By default, Vivinet Diagnostics uses a threshold value of 350 ms to determine when delay on your network is considered an issue. Change the default threshold by clicking Thresholds on the Options menu. Most callers notice round-trip delays when they exceed 250 ms. ITU-T standard G.114 specifies 150 ms as the maximum one-way delay tolerable for high-quality VoIP, so consider these factors when configuring a delay threshold.

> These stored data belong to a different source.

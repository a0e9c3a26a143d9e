//! Cache abstractions for storing downloaded assets between sessions.
//!
//! This module provides a `Cache` trait and implementations keyed by asset
//! URL. Every cache is best-effort: a `put` is not guaranteed to be visible
//! to a later `get`, and callers treat absence or failure as a signal to go
//! to the network rather than as an error.
//!
//! # Implementations
//!
//! - [`MemoryCache`]: In-memory cache with optional size limits
//! - [`FilesystemCache`]: Disk-based cache (native only)
//! - [`NoCache`]: Passthrough implementation that caches nothing

use crate::error::{Error, Result};
use std::{
    collections::HashMap,
    future::Future,
    pin::Pin,
    sync::{Arc, RwLock},
};

/// Namespace under which persistent cache entries are stored.
pub const CACHE_NAMESPACE: &str = "modelCache_v1";

/// Future type for cache get operations.
pub type GetFuture<'a> = Pin<Box<dyn Future<Output = Result<Option<Vec<u8>>>> + Send + 'a>>;

/// Future type for cache put/remove operations.
pub type CacheFuture<'a> = Pin<Box<dyn Future<Output = Result<()>> + Send + 'a>>;

/// Future type for cache contains operations.
pub type ContainsFuture<'a> = Pin<Box<dyn Future<Output = Result<bool>> + Send + 'a>>;

/// A cache for storing downloaded asset blobs.
///
/// The cache is keyed by URL and stores raw bytes. Entries are never mutated
/// in place; a second `put` for the same URL replaces the blob.
pub trait Cache: Send + Sync {
    /// Get data from the cache.
    ///
    /// Returns `Ok(Some(data))` if the data is cached, `Ok(None)` if not cached,
    /// or an error if the cache operation failed.
    fn get(&self, url: &str) -> GetFuture<'_>;

    /// Store data in the cache.
    fn put(&self, url: &str, data: Vec<u8>) -> CacheFuture<'_>;

    /// Check if data exists in the cache without retrieving it.
    fn contains(&self, url: &str) -> ContainsFuture<'_>;

    /// Remove data from the cache.
    fn remove(&self, url: &str) -> CacheFuture<'_>;

    /// Clear all cached data.
    fn clear(&self) -> CacheFuture<'_>;
}

impl<C: Cache + ?Sized> Cache for Arc<C> {
    fn get(&self, url: &str) -> GetFuture<'_> {
        (**self).get(url)
    }

    fn put(&self, url: &str, data: Vec<u8>) -> CacheFuture<'_> {
        (**self).put(url, data)
    }

    fn contains(&self, url: &str) -> ContainsFuture<'_> {
        (**self).contains(url)
    }

    fn remove(&self, url: &str) -> CacheFuture<'_> {
        (**self).remove(url)
    }

    fn clear(&self) -> CacheFuture<'_> {
        (**self).clear()
    }
}

/// A cache that stores nothing (passthrough).
#[derive(Debug, Clone, Default)]
pub struct NoCache;

impl NoCache {
    /// Create a new no-op cache.
    #[must_use]
    pub fn new() -> Self {
        Self
    }
}

impl Cache for NoCache {
    fn get(&self, _url: &str) -> GetFuture<'_> {
        Box::pin(async { Ok(None) })
    }

    fn put(&self, _url: &str, _data: Vec<u8>) -> CacheFuture<'_> {
        Box::pin(async { Ok(()) })
    }

    fn contains(&self, _url: &str) -> ContainsFuture<'_> {
        Box::pin(async { Ok(false) })
    }

    fn remove(&self, _url: &str) -> CacheFuture<'_> {
        Box::pin(async { Ok(()) })
    }

    fn clear(&self) -> CacheFuture<'_> {
        Box::pin(async { Ok(()) })
    }
}

/// An in-memory cache.
///
/// The cache has an optional maximum size in bytes. When the limit is exceeded,
/// the oldest entries are evicted, which is how platform eviction shows up in
/// tests.
#[derive(Debug)]
pub struct MemoryCache {
    data: Arc<RwLock<MemoryCacheInner>>,
    max_size: Option<usize>,
}

#[derive(Debug, Default)]
struct MemoryCacheInner {
    entries: HashMap<String, Vec<u8>>,
    /// Insertion order for eviction.
    order: Vec<String>,
    current_size: usize,
}

fn poisoned(operation: &'static str) -> Error {
    Error::Cache {
        operation,
        message: "lock poisoned".to_string(),
    }
}

impl MemoryCache {
    /// Create a new memory cache with no size limit.
    #[must_use]
    pub fn new() -> Self {
        Self {
            data: Arc::new(RwLock::new(MemoryCacheInner::default())),
            max_size: None,
        }
    }

    /// Create a new memory cache with a maximum size in bytes.
    #[must_use]
    pub fn with_max_size(max_size: usize) -> Self {
        Self {
            data: Arc::new(RwLock::new(MemoryCacheInner::default())),
            max_size: Some(max_size),
        }
    }

    /// Get the current size of cached data in bytes.
    #[must_use]
    pub fn size(&self) -> usize {
        self.data.read().map_or(0, |d| d.current_size)
    }

    /// Get the number of cached entries.
    #[must_use]
    pub fn len(&self) -> usize {
        self.data.read().map_or(0, |d| d.entries.len())
    }

    /// Check if the cache is empty.
    #[must_use]
    pub fn is_empty(&self) -> bool {
        self.len() == 0
    }

    fn put_sync(&self, url: &str, data: Vec<u8>) -> Result<()> {
        let mut cache = self.data.write().map_err(|_| poisoned("put"))?;

        if let Some(old_data) = cache.entries.remove(url) {
            cache.current_size -= old_data.len();
            cache.order.retain(|k| k != url);
        }

        let data_size = data.len();

        if let Some(max_size) = self.max_size {
            while cache.current_size + data_size > max_size && !cache.order.is_empty() {
                let oldest = cache.order.remove(0);
                if let Some(old_data) = cache.entries.remove(&oldest) {
                    cache.current_size -= old_data.len();
                }
            }
            // A blob larger than the whole cache is dropped, not stored.
            if data_size > max_size {
                tracing::debug!(url, data_size, max_size, "blob exceeds cache size, not stored");
                return Ok(());
            }
        }

        cache.entries.insert(url.to_string(), data);
        cache.order.push(url.to_string());
        cache.current_size += data_size;
        Ok(())
    }
}

impl Default for MemoryCache {
    fn default() -> Self {
        Self::new()
    }
}

impl Clone for MemoryCache {
    fn clone(&self) -> Self {
        Self {
            data: Arc::clone(&self.data),
            max_size: self.max_size,
        }
    }
}

impl Cache for MemoryCache {
    fn get(&self, url: &str) -> GetFuture<'_> {
        let result = self
            .data
            .read()
            .map(|data| data.entries.get(url).cloned())
            .map_err(|_| poisoned("get"));
        Box::pin(async move { result })
    }

    fn put(&self, url: &str, data: Vec<u8>) -> CacheFuture<'_> {
        let result = self.put_sync(url, data);
        Box::pin(async move { result })
    }

    fn contains(&self, url: &str) -> ContainsFuture<'_> {
        let result = self
            .data
            .read()
            .map(|data| data.entries.contains_key(url))
            .map_err(|_| poisoned("contains"));
        Box::pin(async move { result })
    }

    fn remove(&self, url: &str) -> CacheFuture<'_> {
        let result = self
            .data
            .write()
            .map(|mut cache| {
                if let Some(data) = cache.entries.remove(url) {
                    cache.current_size -= data.len();
                    cache.order.retain(|k| k != url);
                }
            })
            .map_err(|_| poisoned("remove"));
        Box::pin(async move { result })
    }

    fn clear(&self) -> CacheFuture<'_> {
        let result = self
            .data
            .write()
            .map(|mut cache| {
                cache.entries.clear();
                cache.order.clear();
                cache.current_size = 0;
            })
            .map_err(|_| poisoned("clear"));
        Box::pin(async move { result })
    }
}

#[cfg(not(target_family = "wasm"))]
pub use filesystem::FilesystemCache;

#[cfg(not(target_family = "wasm"))]
mod filesystem {
    use std::io;
    use std::path::{Path, PathBuf};

    use sha2::{Digest, Sha256};

    use super::{CACHE_NAMESPACE, Cache, CacheFuture, ContainsFuture, GetFuture};
    use crate::error::Error;

    /// A disk-based cache storing one file per URL.
    ///
    /// Files live under `<root>/modelCache_v1/` and are named by the SHA-256
    /// of the URL. Writes go to a temporary file first and are renamed into
    /// place, so a reader never observes a partial blob.
    #[derive(Debug, Clone)]
    pub struct FilesystemCache {
        dir: PathBuf,
    }

    fn io_error(operation: &'static str) -> impl Fn(io::Error) -> Error {
        move |e| Error::Cache {
            operation,
            message: e.to_string(),
        }
    }

    impl FilesystemCache {
        /// Create a cache rooted at the given directory.
        ///
        /// The directory is created lazily on first `put`.
        #[must_use]
        pub fn new(root: impl AsRef<Path>) -> Self {
            Self {
                dir: root.as_ref().join(CACHE_NAMESPACE),
            }
        }

        /// The namespaced directory holding the cache entries.
        #[must_use]
        pub fn dir(&self) -> &Path {
            &self.dir
        }

        fn path_for(&self, url: &str) -> PathBuf {
            let digest = Sha256::digest(url.as_bytes());
            let name: String = digest.iter().map(|b| format!("{b:02x}")).collect();
            self.dir.join(name)
        }
    }

    impl Cache for FilesystemCache {
        fn get(&self, url: &str) -> GetFuture<'_> {
            let path = self.path_for(url);
            Box::pin(async move {
                match tokio::fs::read(&path).await {
                    Ok(data) => Ok(Some(data)),
                    Err(e) if e.kind() == io::ErrorKind::NotFound => Ok(None),
                    Err(e) => Err(io_error("get")(e)),
                }
            })
        }

        fn put(&self, url: &str, data: Vec<u8>) -> CacheFuture<'_> {
            let path = self.path_for(url);
            let tmp = path.with_extension("tmp");
            Box::pin(async move {
                tokio::fs::create_dir_all(&self.dir)
                    .await
                    .map_err(io_error("put"))?;
                tokio::fs::write(&tmp, data).await.map_err(io_error("put"))?;
                tokio::fs::rename(&tmp, &path)
                    .await
                    .map_err(io_error("put"))
            })
        }

        fn contains(&self, url: &str) -> ContainsFuture<'_> {
            let path = self.path_for(url);
            Box::pin(async move { tokio::fs::try_exists(&path).await.map_err(io_error("contains")) })
        }

        fn remove(&self, url: &str) -> CacheFuture<'_> {
            let path = self.path_for(url);
            Box::pin(async move {
                match tokio::fs::remove_file(&path).await {
                    Err(e) if e.kind() != io::ErrorKind::NotFound => Err(io_error("remove")(e)),
                    _ => Ok(()),
                }
            })
        }

        fn clear(&self) -> CacheFuture<'_> {
            Box::pin(async move {
                match tokio::fs::remove_dir_all(&self.dir).await {
                    Err(e) if e.kind() != io::ErrorKind::NotFound => Err(io_error("clear")(e)),
                    _ => Ok(()),
                }
            })
        }
    }

    #[cfg(test)]
    mod tests {
        use super::*;

        #[tokio::test]
        async fn test_filesystem_cache_round_trip() {
            let root = tempfile::tempdir().unwrap();
            let cache = FilesystemCache::new(root.path());

            assert_eq!(cache.get("https://a/model.glb").await.unwrap(), None);
            assert!(!cache.contains("https://a/model.glb").await.unwrap());

            cache
                .put("https://a/model.glb", vec![9, 8, 7])
                .await
                .unwrap();
            assert_eq!(
                cache.get("https://a/model.glb").await.unwrap(),
                Some(vec![9, 8, 7])
            );
            assert!(cache.dir().ends_with(CACHE_NAMESPACE));

            cache.remove("https://a/model.glb").await.unwrap();
            assert_eq!(cache.get("https://a/model.glb").await.unwrap(), None);
        }

        #[tokio::test]
        async fn test_filesystem_cache_clear_missing_dir() {
            let root = tempfile::tempdir().unwrap();
            let cache = FilesystemCache::new(root.path().join("never-created"));
            cache.clear().await.unwrap();
            cache.remove("https://a").await.unwrap();
        }

        #[tokio::test]
        async fn test_filesystem_cache_distinct_urls() {
            let root = tempfile::tempdir().unwrap();
            let cache = FilesystemCache::new(root.path());
            cache.put("https://a", vec![1]).await.unwrap();
            cache.put("https://b", vec![2]).await.unwrap();
            assert_eq!(cache.get("https://a").await.unwrap(), Some(vec![1]));
            assert_eq!(cache.get("https://b").await.unwrap(), Some(vec![2]));

            cache.clear().await.unwrap();
            assert!(!cache.contains("https://a").await.unwrap());
        }
    }
}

Delay is calculated between the Target Devices regardless of whether you selected a phone, an endpoint, or a generic device as the Device Type. Delay values have different sources depending on whether you are calculating delay between Cisco IP phones or Nortel devices.

5.3.4 Insufficient Bandwidth

The amount of WAN or LAN bandwidth your VoIP traffic needs depends on the type of codec you are using. The codecs with the highest theoretical maximum Mean Opinion Score (MOS) use the most bandwidth. For more information, see Section 4.2.2, Reviewing Codecs.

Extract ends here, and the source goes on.